One instance of that impact became evident on 3 December 1993, when the building of the newly opened European Parliament in Brussels became witness to a spectacular and somewhat unusual scene: 440 disabled people from all over Europe entered the huge debating chamber and seventy-two of them took the floor and gave short talks about their experiences of segregation, discrimination and abuse. The occasion was the first Day of Disabled People and the unusual guests came to affirm their human rights under the European Convention. The author of the draft resolution, and one of the main organisers of the event was a British activist, Rachel Hurst. The idea to mark the day with a ‘spectacle’ at the European Parliament was the brainchild of Arthur Verney, who was then president of the British Deaf Association. The event was rather difficult to organise and required persistence: on two previous occasions, Hurst’s request to use the building had been turned down by the College of Questors, the Parliament’s gatekeepers. As she later recalled, the gatekeeprs did not want to let them in to the building because they were afraid that the ‘crippled guests’ were going to urinate on the MPs’ seats. Clearly, the slogan of the disability movement: ‘nothing about us without us’ was not yet familiar to the personnel of the European Parliament.

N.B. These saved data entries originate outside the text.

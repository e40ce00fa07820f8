//! # The lowering core
//!
//! Converts one decompiled method body into a CPG fragment: an AST pass
//! creates the nodes and hierarchy, a CFG pass threads successor edges
//! through them, and a PDG pass adds reference and argument dependence
//! edges. All three share a per-method [`AssociationMap`] binding IR
//! entities to the nodes produced for them; a final containment sweep
//! attaches every produced node to its method.
//!
//! The core is single-threaded per method and shares nothing across
//! methods except the read-safe indices in [`LowerContext`], so whole
//! programs can be lowered in parallel with [`lower_methods`].

mod assoc;
mod ast;
mod cfg;
mod error;
mod expr;
mod factory;
mod pdg;

use std::panic::{self, AssertUnwindSafe};

use indexmap::{IndexMap, IndexSet};
use rustc_hash::FxHashSet;
use smol_str::SmolStr;
use tracing::{debug, trace, warn};

use crate::base::SourcePos;
use crate::cpg::{CpgNode, DeltaGraph, DeltaGraphBuilder, EdgeLabel, IdGen, NodeId, NodeKind};
use crate::index::{CallIndex, MethodIndex, MethodStub, TypeIndex};
use crate::ir::{Body, Method};

pub use assoc::{AssociationMap, IrKey};
pub use error::LowerError;

/// The external collaborators of a lowering run.
///
/// Everything the core reads or appends outside its own delta lives
/// here, passed explicitly; the core keeps no ambient state.
#[derive(Debug, Clone)]
pub struct LowerContext<'a> {
    pub methods: &'a MethodIndex,
    pub types: &'a TypeIndex,
    pub calls: &'a CallIndex,
    pub ids: IdGen,
}

/// Per-method lowering state shared by the three passes.
pub(crate) struct MethodLowering<'a> {
    pub(crate) method: &'a Method,
    pub(crate) ctx: &'a LowerContext<'a>,
    pub(crate) builder: DeltaGraphBuilder,
    pub(crate) assoc: AssociationMap,
    /// Declared-variable nodes by name; excluded from containment.
    pub(crate) locals: IndexMap<SmolStr, NodeId>,
    pub(crate) stub: Option<MethodStub>,
    pub(crate) full_name: String,
    /// Position of the statement currently being lowered.
    pub(crate) current_pos: SourcePos,
    /// Running 1-based child index under the method's entry block.
    pub(crate) child_idx: i32,
}

impl<'a> MethodLowering<'a> {
    fn new(method: &'a Method, ctx: &'a LowerContext<'a>) -> Self {
        let full_name = method.full_name();
        let stub = ctx.methods.stub(&full_name);
        if stub.is_none() {
            warn!("{}", LowerError::MissingMethodStub {
                method: full_name.clone(),
                part: "skeleton",
            });
        }
        Self {
            method,
            ctx,
            builder: DeltaGraphBuilder::new(ctx.ids.clone()),
            assoc: AssociationMap::new(),
            locals: IndexMap::new(),
            stub,
            full_name,
            current_pos: method.pos,
            child_idx: 0,
        }
    }

    pub(crate) fn body(&self) -> &'a Body {
        &self.method.body
    }

    pub(crate) fn method_node(&self) -> Option<NodeId> {
        self.stub.as_ref().map(|stub| stub.method)
    }

    pub(crate) fn block(&self) -> Option<NodeId> {
        self.stub.as_ref().and_then(|stub| stub.body_block)
    }

    pub(crate) fn method_return(&self) -> Option<NodeId> {
        self.stub.as_ref().and_then(|stub| stub.method_return)
    }

    /// Add `node` to the delta and attach its `EVAL_TYPE` edge if the
    /// type registry already knows the type. A miss omits the edge; a
    /// later pass can backfill.
    pub(crate) fn emit(&mut self, node: CpgNode) -> NodeId {
        let ty = node.type_full_name.clone();
        let id = self.builder.add_node(node);
        if !ty.is_empty() {
            match self.ctx.types.type_node(&ty) {
                Some(type_node) => self.builder.add_edge(id, type_node, EdgeLabel::EvalType),
                None => trace!("{}", LowerError::MissingTypeNode(ty.to_string())),
            }
        }
        id
    }

    pub(crate) fn edge(&mut self, src: NodeId, dst: NodeId, label: EdgeLabel) {
        self.builder.add_edge(src, dst, label);
    }

    /// AST-attach a statement-level node to the method's entry block.
    pub(crate) fn attach_to_block(&mut self, node: NodeId) {
        match self.block() {
            Some(block) => self.edge(block, node, EdgeLabel::Ast),
            None => trace!("{}", LowerError::MissingMethodStub {
                method: self.full_name.clone(),
                part: "body BLOCK",
            }),
        }
    }

    pub(crate) fn node_kind(&self, id: NodeId) -> Option<NodeKind> {
        self.builder.node(id).map(|node| node.kind)
    }

    /// Emit `METHOD -CONTAINS→ n` for every produced node except the
    /// stub-owned skeleton and the declared locals, then drop the map.
    ///
    /// Exclusion is by node identity: a node is dropped when its id
    /// appears in an excluded set, never by comparing property records.
    fn containment_sweep(&mut self) {
        let Some(method_node) = self.method_node() else {
            self.assoc.clear();
            return;
        };
        // Re-fetch the stub: the parameter pre-pass persisted nodes
        // into it after our initial snapshot.
        let owned: FxHashSet<NodeId> = self
            .ctx
            .methods
            .stub(&self.full_name)
            .map(|stub| stub.owned_nodes().into_iter().collect())
            .unwrap_or_default();
        let declared: FxHashSet<NodeId> = self.locals.values().copied().collect();

        let mut produced: IndexSet<NodeId> = IndexSet::new();
        for (_key, nodes) in self.assoc.sorted_entries() {
            produced.extend(nodes.iter().copied());
        }
        debug!(
            method = %self.full_name,
            produced = produced.len(),
            "containment sweep"
        );
        for node in produced {
            if owned.contains(&node) || declared.contains(&node) {
                continue;
            }
            self.builder.add_edge(method_node, node, EdgeLabel::Contains);
        }
        self.assoc.clear();
    }
}

/// Lower one method body into a delta graph.
///
/// Never fails: recoverable problems are logged and skipped per their
/// policies, and a panic inside a pass is caught here, returning the
/// partial delta built so far.
pub fn lower_method(method: &Method, ctx: &LowerContext<'_>) -> DeltaGraph {
    let mut lowering = MethodLowering::new(method, ctx);
    debug!(method = %lowering.full_name, "lowering method body");
    let outcome = panic::catch_unwind(AssertUnwindSafe(|| {
        ast::run(&mut lowering);
        cfg::run(&mut lowering);
        pdg::run(&mut lowering);
        lowering.containment_sweep();
    }));
    if outcome.is_err() {
        warn!(
            method = %lowering.full_name,
            "pass aborted; returning the partial delta graph"
        );
    }
    lowering.builder.build()
}

/// Lower several methods in parallel, one delta per method.
///
/// Methods share only the indices in `ctx`, which are safe to read and
/// append concurrently.
pub fn lower_methods(methods: &[Method], ctx: &LowerContext<'_>) -> Vec<DeltaGraph> {
    use rayon::prelude::*;

    methods
        .par_iter()
        .map(|method| lower_method(method, ctx))
        .collect()
}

Another example of the crucial and contradictory nature of the British contribution to European developments concerns Article 13 on non-discrimination of the Amsterdam Treaty of 1996. In the history of the Amsterdam Treaty, the UK – or more precisely, the UK government – is remembered to have played a role that was far from being constructive. This is also true for the specific case of Article 13. Its inclusion received widespread support during the negotiations, with only one dissenting voice, generally presumed to be the British Conservative Government of the time. When, later, non-discrimination on grounds of disability was developed into a European legal principle, the UK government’s attitude remained equally uncooperative. But once again, the perspective of the British government was not identical to that of the British people: paradoxically, one of the main architects of Article 13 was Rachel Hurst, a British citizen, representing a sizeable group of her compatriots.

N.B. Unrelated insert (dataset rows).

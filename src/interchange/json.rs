//! JSON export and import of delta graphs.

use crate::cpg::{DeltaGraph, DeltaOp};

use super::error::InterchangeError;

/// Serialize a delta graph to compact JSON.
pub fn delta_to_json(delta: &DeltaGraph) -> Result<String, InterchangeError> {
    Ok(serde_json::to_string(delta)?)
}

/// Serialize a delta graph to human-readable JSON.
pub fn delta_to_json_pretty(delta: &DeltaGraph) -> Result<String, InterchangeError> {
    Ok(serde_json::to_string_pretty(delta)?)
}

/// Read a delta graph back from its JSON form, checking that every
/// `AddNode` op has a payload in the node table.
pub fn delta_from_json_ops(json: &str) -> Result<DeltaGraph, InterchangeError> {
    let delta: DeltaGraph = serde_json::from_str(json)?;
    for op in delta.ops() {
        if let DeltaOp::AddNode(id) = *op {
            if delta.node(id).is_none() {
                return Err(InterchangeError::Inconsistent(format!(
                    "op refers to node {id} with no payload"
                )));
            }
        }
    }
    Ok(delta)
}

What conclusions can we draw from these episodes? UK disability policies have evolved in tandem with European policies, and are as a result inextricably intertwined with them. If there is anything distinctive about the UK then it is precisely the nature of this entanglement. While the UK government acted as a reluctant partner vis-à-vis the EU, often questioning the legitimacy of European developments, British disabled activists were actively engaged in creating new norms of European social citizenship. ‘The United Kingdom’ and British involvements with the rest of Europe therefore cannot be encapsulated by the actions of its government and official relationships with the EU institutions alone. An important set of British–European interactions were and are represented by British citizen-activists, such as those campaigning for disability rights discussed in this essay. It is an irony of fate that those who have fought to make the EU a better place for people with disabilities will lose access to the achievements which are, to a certain extent, their own. Instead of continuing to work towards making the EU – and the UK within the EU – a more inclusive place, they will now have to spend their energies to prevent the UK outside the EU from becoming a more exclusive one.